I recently went on an overnight float trip the weekend that terrible shooting happened in Orlando. I’ve grown weary of the news. I remember reading Henry David Thoreau in class during my freshman year of college and finding it absurd that he felt newspapers were mere gossip and keeping up with events was troubling to the soul (it’s so important to be informed, isn’t it?). When I heard about the fatal shooting when we got back to the house, all I wanted to do is go back on the river.

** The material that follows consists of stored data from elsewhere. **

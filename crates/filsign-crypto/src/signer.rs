//! Algorithm dispatch over stored keys.
//!
//! [`Signer`] is a closed enum over the two key pair types. Every operation
//! matches on it exhaustively, so adding an algorithm is a compile error
//! until each path handles it.
//!
//! # Example
//!
//! ```rust
//! use filsign_core::SignatureType;
//! use filsign_crypto::signer::{generate_key, sign, verify};
//!
//! let (key_info, address) = generate_key(SignatureType::Secp256k1);
//! let signature = sign(&key_info, b"cid bytes").expect("signing failed");
//! assert!(verify(&address, &signature, b"cid bytes").is_ok());
//! ```

use filsign_chain::address::{Address, Protocol};
use filsign_chain::message::Signature;
use filsign_core::error::SignError;
use filsign_core::types::SignatureType;

use crate::keypair::{recover_secp256k1_address, verify_bls, BlsKeyPair, KeyPair, Secp256k1KeyPair};
use crate::keys::KeyInfo;

/// A loaded key of either algorithm.
#[derive(Debug)]
pub enum Signer {
    /// secp256k1 key.
    Secp256k1(Secp256k1KeyPair),
    /// BLS12-381 key.
    Bls(BlsKeyPair),
}

impl Signer {
    /// Generates a new key of the given algorithm.
    #[must_use]
    pub fn generate(sig_type: SignatureType) -> Self {
        match sig_type {
            SignatureType::Secp256k1 => Self::Secp256k1(Secp256k1KeyPair::generate()),
            SignatureType::Bls => Self::Bls(BlsKeyPair::generate()),
        }
    }

    /// Loads a stored key.
    ///
    /// # Errors
    ///
    /// Returns [`SignError::InvalidKey`] if the private key is not 32 bytes
    /// or not valid for its algorithm.
    pub fn from_key_info(key_info: &KeyInfo) -> Result<Self, SignError> {
        let secret = key_info.secret_key()?;
        match key_info.key_type() {
            SignatureType::Secp256k1 => {
                Secp256k1KeyPair::from_bytes(*secret.as_bytes()).map(Self::Secp256k1)
            }
            SignatureType::Bls => BlsKeyPair::from_bytes(*secret.as_bytes()).map(Self::Bls),
        }
    }

    /// The algorithm of this key.
    #[must_use]
    pub const fn sig_type(&self) -> SignatureType {
        match self {
            Self::Secp256k1(_) => SignatureType::Secp256k1,
            Self::Bls(_) => SignatureType::Bls,
        }
    }

    /// The account address of this key.
    #[must_use]
    pub fn address(&self) -> Address {
        match self {
            Self::Secp256k1(pair) => pair.address(),
            Self::Bls(pair) => pair.address(),
        }
    }

    /// The public key bytes.
    #[must_use]
    pub fn public_key(&self) -> &[u8] {
        match self {
            Self::Secp256k1(pair) => pair.public_key(),
            Self::Bls(pair) => pair.public_key(),
        }
    }

    /// Exports the private key.
    #[must_use]
    pub fn key_info(&self) -> KeyInfo {
        let secret = match self {
            Self::Secp256k1(pair) => pair.secret_bytes(),
            Self::Bls(pair) => pair.secret_bytes(),
        };
        KeyInfo::new(self.sig_type(), secret.as_bytes().to_vec())
    }

    /// Signs `payload`.
    ///
    /// # Errors
    ///
    /// Returns [`SignError::SignatureFailed`] if the primitive fails.
    pub fn sign(&self, payload: &[u8]) -> Result<Signature, SignError> {
        match self {
            Self::Secp256k1(pair) => pair.sign(payload),
            Self::Bls(pair) => pair.sign(payload),
        }
    }
}

/// Generates a key and returns it with its address.
#[must_use]
pub fn generate_key(sig_type: SignatureType) -> (KeyInfo, Address) {
    let signer = Signer::generate(sig_type);
    (signer.key_info(), signer.address())
}

/// Derives the account address of a stored key.
///
/// # Errors
///
/// Returns [`SignError::InvalidKey`] for malformed key material.
pub fn derive_address(key_info: &KeyInfo) -> Result<Address, SignError> {
    Signer::from_key_info(key_info).map(|s| s.address())
}

/// Signs `payload` with a stored key.
///
/// # Errors
///
/// Returns [`SignError::InvalidKey`] for malformed key material and
/// [`SignError::SignatureFailed`] if the primitive fails.
pub fn sign(key_info: &KeyInfo, payload: &[u8]) -> Result<Signature, SignError> {
    Signer::from_key_info(key_info)?.sign(payload)
}

/// Checks that `signature` over `payload` was made by the key behind
/// `address`.
///
/// secp256k1 signatures are checked by recovering the public key and
/// comparing addresses; BLS signatures by the pairing equation against the
/// public key embedded in the address. A signature type that does not match
/// the address protocol always fails.
///
/// # Errors
///
/// Returns [`SignError::VerificationFailed`] when the check fails.
pub fn verify(address: &Address, signature: &Signature, payload: &[u8]) -> Result<(), SignError> {
    match (signature.sig_type, address.protocol()) {
        (SignatureType::Secp256k1, Protocol::Secp256k1) => {
            let recovered = recover_secp256k1_address(payload, &signature.data)?;
            if recovered == *address {
                Ok(())
            } else {
                Err(SignError::VerificationFailed)
            }
        }
        (SignatureType::Bls, Protocol::Bls) => {
            let public_key = address
                .bls_public_key()
                .ok_or(SignError::VerificationFailed)?;
            verify_bls(public_key, payload, &signature.data)
        }
        _ => Err(SignError::VerificationFailed),
    }
}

“In proportion as our inward life fails, we go more constantly and desperately to the post-office. You may depend on it, that the poor fellow who walks away with the greatest number of letters, proud of his extensive correspondence, has not heard from himself this long while.” - Henry David Thoreau

I understand this much more now, how depleting it is to spread yourself among issues that have nothing to do with you directly, abandoning relationships and private lives in favor of news and politics. As a writer, I’ll always have to be concerned with these things on some level, but I welcome a break. I wish we could all take a long time away from it all, the propaganda of companies and public figures and return to our actual thought and reason to make things better in the world. It’s hard to listen to facts when everything has been politicized to the point that the operations of those far away in every regard tug on our heartstrings, and somehow they do.

So I’m going back on the river, or in the woods and eventually in a snowdrift again. I’ll still be around and willing to help out on nearly any project that needs a writer (call me!) in between deep breaths. Maybe I’ll read “Walden” again. But I certainly won’t be at any of your meetings–that is, until I need to be.